A Very Lonely Christmas
by Mary
(Ocean, New Jersey)
I lost my loving husband,Gene on Dec.8,2010, although this is actually my second Christmas without him, this was much harder than last year. I think I was just numb, last Christmas, but I have now realized how lonely the holidays can be. Although I was able to spend time with my daughter and grandchildren, it was just very lonely and sad, for all of us. I am happy the day is almost over. In the past our Christmas was always fun filled. But now I know things will never be the same.

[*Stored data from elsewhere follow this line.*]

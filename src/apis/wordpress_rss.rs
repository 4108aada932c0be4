use chrono::{DateTime, NaiveDate, NaiveTime, Utc};
use chrono_tz::Tz;
use futures::future::join_all;
use once_cell::sync::Lazy;
use regex::Regex;
use std::sync::Arc;
use tracing::{debug, info, instrument, warn};

use crate::apis::wordpress_mec::{convert_mec_feed, describe, fetch_feed, UNTITLED};
use crate::apis::IngestContext;
use crate::app::ports::HttpClientPort;
use crate::constants::{
    DC_NAMESPACE, TITLE_DATED_SOURCE_NAME, WORDPRESS_RSS_API, WORDPRESS_RSS_CACHE_KEY,
    WORDPRESS_RSS_CATALOG_KEY,
};
use crate::enrich::PageEnricher;
use crate::error::{Result, ScraperError};
use crate::normalize::{with_more_info_link, EventDraft, NormalizeSettings};
use crate::time::{parse_clock, parse_rfc2822, resolve_local};
use crate::types::{CanonicalEvent, EventAdapter, EventSourceConfig};
use crate::xml::{self, lookup, XmlElement};

static TITLE_DATE: Lazy<Regex> = Lazy::new(|| {
    Regex::new(r"(?i)^\s*(?:mon|tues|wednes|thurs|fri|satur|sun)day,?\s+(\d{1,2})/(\d{1,2})/(\d{2}|\d{4})\s*:")
        .expect("static regex")
});
static TIME_PHRASE: Lazy<Regex> = Lazy::new(|| {
    Regex::new(r"(?i)\b(\d{1,2}(?::\d{2})?\s*[ap]\.?m\b\.?)").expect("static regex")
});

/// Date from a `Weekday M/D/YY: ...` title plus the first clock phrase found
/// in the title or description; midnight when no time is given.
pub fn title_dated_start(title: &str, description: &str, tz: Tz) -> Option<DateTime<Utc>> {
    let captures = TITLE_DATE.captures(title)?;
    let month: u32 = captures.get(1)?.as_str().parse().ok()?;
    let day: u32 = captures.get(2)?.as_str().parse().ok()?;
    let year_text = captures.get(3)?.as_str();
    let mut year: i32 = year_text.parse().ok()?;
    if year_text.len() == 2 {
        year += 2000;
    }
    let date = NaiveDate::from_ymd_opt(year, month, day)?;

    let time = [title, description]
        .iter()
        .find_map(|text| {
            TIME_PHRASE
                .captures_iter(text)
                .find_map(|c| parse_clock(c.get(1)?.as_str()))
        })
        .or_else(|| NaiveTime::from_hms_opt(0, 0, 0))?;
    resolve_local(date.and_time(time), tz)
}

/// Convert a plain RSS item. Its publication date is only a placeholder, so
/// the draft is flagged for page enrichment.
pub fn standard_item_to_draft(
    item: &XmlElement,
    source: &EventSourceConfig,
    settings: &NormalizeSettings,
) -> Result<EventDraft> {
    let link = lookup(item, None, "link")
        .filter(|link| !link.is_empty())
        .ok_or_else(|| ScraperError::MissingField("link".into()))?;
    let title = lookup(item, None, "title")
        .filter(|title| !title.is_empty())
        .unwrap_or_else(|| UNTITLED.to_string());
    let published = lookup(item, None, "pubDate").and_then(|d| parse_rfc2822(&d));

    let (text, image) = describe(item);
    let mut draft = EventDraft {
        org: source.name.clone(),
        start: published,
        end: published,
        description: with_more_info_link(&text, &link, false),
        tag_text: Some(text.clone()),
        url: link,
        images: image.into_iter().collect(),
        ..Default::default()
    };
    draft.extended_props.creator = lookup(item, Some(DC_NAMESPACE), "creator").filter(|c| !c.is_empty());

    if source.name == TITLE_DATED_SOURCE_NAME {
        if let Some(start) = title_dated_start(&title, &text, settings.timezone) {
            draft.start = Some(start);
            draft.end = Some(start);
            draft.timing_reliable = true;
        }
    }
    draft.extended_props.needs_date_extraction = !draft.timing_reliable;
    draft.title = title;
    Ok(draft)
}

/// Blog feeds; event timing lives on each post's page
pub struct WordpressRssAdapter {
    http: Arc<dyn HttpClientPort>,
    settings: NormalizeSettings,
    enricher: PageEnricher,
}

impl WordpressRssAdapter {
    pub fn new(ctx: &IngestContext) -> Self {
        Self {
            http: ctx.http.clone(),
            settings: ctx.settings,
            enricher: PageEnricher::new(ctx.http.clone(), ctx.settings),
        }
    }

    fn finish(&self, draft: EventDraft, source: &EventSourceConfig) -> Option<CanonicalEvent> {
        match draft.finish(source, &self.settings) {
            Ok(event) => Some(event),
            Err(e) => {
                debug!("{}: dropping item: {}", source.name, e);
                None
            }
        }
    }
}

#[async_trait::async_trait]
impl EventAdapter for WordpressRssAdapter {
    fn adapter_name(&self) -> &'static str {
        WORDPRESS_RSS_API
    }

    fn catalog_key(&self) -> &'static str {
        WORDPRESS_RSS_CATALOG_KEY
    }

    fn cache_key(&self) -> &'static str {
        WORDPRESS_RSS_CACHE_KEY
    }

    #[instrument(skip(self, source), fields(source = %source.name))]
    async fn fetch_and_normalize(&self, source: &EventSourceConfig) -> Result<Vec<CanonicalEvent>> {
        let document = fetch_feed(self.http.as_ref(), &source.url).await.map_err(|e| {
            warn!("{}: feed unavailable: {}", source.name, e);
            e
        })?;

        if source.is_mec {
            let events = convert_mec_feed(&document, source, &self.settings);
            info!("Fetched {} events from {}", events.len(), source.name);
            return Ok(events);
        }

        let drafts: Vec<EventDraft> = xml::items(&document)
            .into_iter()
            .filter_map(|item| match standard_item_to_draft(item, source, &self.settings) {
                Ok(draft) => Some(draft),
                Err(e) => {
                    debug!("{}: dropping item: {}", source.name, e);
                    None
                }
            })
            .collect();

        let enriched = join_all(
            drafts
                .into_iter()
                .map(|draft| self.enricher.enrich(draft, &source.name)),
        )
        .await;

        let events: Vec<CanonicalEvent> = enriched
            .into_iter()
            .filter_map(|draft| self.finish(draft, source))
            .collect();
        info!("Fetched {} events from {}", events.len(), source.name);
        Ok(events)
    }
}

#[cfg(test)]
mod tests {
    use super::*;
    use crate::apis::test_support::{context, StaticHttp};
    use crate::constants::MARX_CAFE_SOURCE_NAME;
    use chrono_tz::America::New_York;
    use serde_json::json;

    const FEED_URL: &str = "https://marxcafe.com/feed/";

    const FEED: &str = r#"<?xml version="1.0"?>
<rss version="2.0" xmlns:dc="http://purl.org/dc/elements/1.1/">
<channel>
  <item>
    <title>Late Night Jazz</title>
    <link>https://marxcafe.com/event/late-night-jazz/</link>
    <pubDate>Mon, 01 Sep 2025 12:00:00 +0000</pubDate>
    <dc:creator>marx</dc:creator>
    <description><![CDATA[<p>Jazz all night</p>]]></description>
  </item>
  <item>
    <title>Gone Page</title>
    <link>https://marxcafe.com/event/gone/</link>
    <pubDate>Tue, 02 Sep 2025 12:00:00 +0000</pubDate>
  </item>
  <item>
    <title>Never Dated</title>
    <link>https://marxcafe.com/event/never-dated/</link>
  </item>
</channel>
</rss>"#;

    const JAZZ_PAGE: &str = r#"<html><head><meta property="og:image" content="https://marxcafe.com/jazz.jpg"></head>
<body><div><strong>Start Date:<span>2025/09/19 10:00 pm</span></strong>
<strong>End Date:<span>2025/09/20 1:00 am</span></strong></div>
<p>3203 Mt Pleasant St NW, Washington DC 20010</p></body></html>"#;

    fn source(name: &str) -> EventSourceConfig {
        serde_json::from_value(json!({
            "url": FEED_URL,
            "name": name,
            "city": "DC",
            "filters": [["music", "jazz"]]
        }))
        .unwrap()
    }

    #[test]
    fn test_title_dated_start() {
        let start = title_dated_start("Friday 9/19/25: The Band", "Doors 8:30 pm", New_York).unwrap();
        assert_eq!(start.to_rfc3339(), "2025-09-20T00:30:00+00:00");

        let start = title_dated_start("Saturday 9/20/25: Early show 7pm", "", New_York).unwrap();
        assert_eq!(start.to_rfc3339(), "2025-09-20T23:00:00+00:00");

        let midnight = title_dated_start("Sunday 9/21/25: Brunch", "", New_York).unwrap();
        assert_eq!(midnight.to_rfc3339(), "2025-09-21T04:00:00+00:00");

        assert!(title_dated_start("The Band on 9/19", "8 pm", New_York).is_none());
    }

    #[tokio::test]
    async fn test_enrichment_and_placeholder_fallback() {
        let http = StaticHttp::default()
            .with(FEED_URL, 200, FEED)
            .with("https://marxcafe.com/event/late-night-jazz/", 200, JAZZ_PAGE);
        let adapter = WordpressRssAdapter::new(&context(http));
        let events = adapter.fetch_and_normalize(&source(MARX_CAFE_SOURCE_NAME)).await.unwrap();

        // The undated item has neither a placeholder nor a page
        assert_eq!(events.len(), 2);

        let jazz = &events[0];
        assert_eq!(jazz.start.to_rfc3339(), "2025-09-20T02:00:00+00:00");
        assert_eq!(jazz.end.to_rfc3339(), "2025-09-20T05:00:00+00:00");
        assert_eq!(jazz.id.as_deref(), Some("2509192200lat"));
        assert_eq!(
            jazz.location.as_deref(),
            Some("Marx Cafe, 3203 Mt Pleasant St NW, Washington DC 20010")
        );
        assert_eq!(jazz.images, vec!["https://marxcafe.com/jazz.jpg"]);
        assert!(!jazz.extended_props.needs_date_extraction);
        assert_eq!(jazz.tags, vec!["music"]);

        let gone = &events[1];
        assert_eq!(gone.start.to_rfc3339(), "2025-09-02T12:00:00+00:00");
        assert_eq!(gone.end, gone.start);
        assert!(gone.id.is_none());
        assert!(!gone.extended_props.needs_date_extraction);
    }

    #[test]
    fn test_plain_item_tags_ignore_more_info_link() {
        let feed = xml::parse_document(
            r#"<rss><channel><item>
                <title>Trivia Night</title>
                <link>https://marxcafe.com/event/jazz-trivia/</link>
                <pubDate>Mon, 01 Sep 2025 12:00:00 +0000</pubDate>
                <description>Teams of four</description>
            </item></channel></rss>"#,
        )
        .unwrap();
        let item = xml::items(&feed)[0];
        let source = source("Some Bar");
        let settings = NormalizeSettings::default();

        let event = standard_item_to_draft(item, &source, &settings)
            .unwrap()
            .finish(&source, &settings)
            .unwrap();
        assert!(event.description.contains("jazz-trivia"));
        assert!(event.tags.is_empty());
    }

    #[tokio::test]
    async fn test_title_dated_source_skips_page_fetch() {
        let feed = r#"<rss><channel><item>
            <title>Friday 9/19/25: Punk Night</title>
            <link>https://unreachable.example.org/punk</link>
            <description>Doors at 9 pm</description>
        </item></channel></rss>"#;
        let http = StaticHttp::default().with(FEED_URL, 200, feed);
        let adapter = WordpressRssAdapter::new(&context(http));
        let events = adapter.fetch_and_normalize(&source(TITLE_DATED_SOURCE_NAME)).await.unwrap();

        assert_eq!(events.len(), 1);
        assert_eq!(events[0].start.to_rfc3339(), "2025-09-20T01:00:00+00:00");
        assert!(events[0].id.is_some());
    }

    #[tokio::test]
    async fn test_mec_flag_uses_mec_conversion() {
        let feed = r#"<rss xmlns:mec="http://webnus.net/rss/mec/"><channel><item>
            <title>Jazz Jam</title><link>https://example.org/jam</link>
            <mec:startDate>2025-09-19</mec:startDate><mec:startHour>10:00 pm</mec:startHour>
        </item></channel></rss>"#;
        let mut mec_source = source("Community Center");
        mec_source.is_mec = true;
        let adapter = WordpressRssAdapter::new(&context(StaticHttp::default().with(FEED_URL, 200, feed)));

        let events = adapter.fetch_and_normalize(&mec_source).await.unwrap();
        assert_eq!(events.len(), 1);
        assert_eq!(events[0].start.to_rfc3339(), "2025-09-20T02:00:00+00:00");
    }
}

In the past few years I have lost my only sister, my brother-in-law and my daughter has gone through a divorce, and now I am without the love of my life. The person that completed me, that loved me no matter what and filled our home with love and laughter. I am so very sad and so lonely. It is so hard to try to create a new life for myself, to spend so much time alone. I am fortunate to have wonderful family and friends that have been so supportive, but I really don't think anyone knows what it is like to lose a soulmate unless they have gone through the experience. I wasn't prepared and am still stumbling. I know my Gene is with God and has celebrated Christmas in heaven, but I miss him so very much. My heart has a huge hole in it that will never close. Gene, I love and miss you. You are always in my thoughts and prayers. Merry Christmas in Heaven.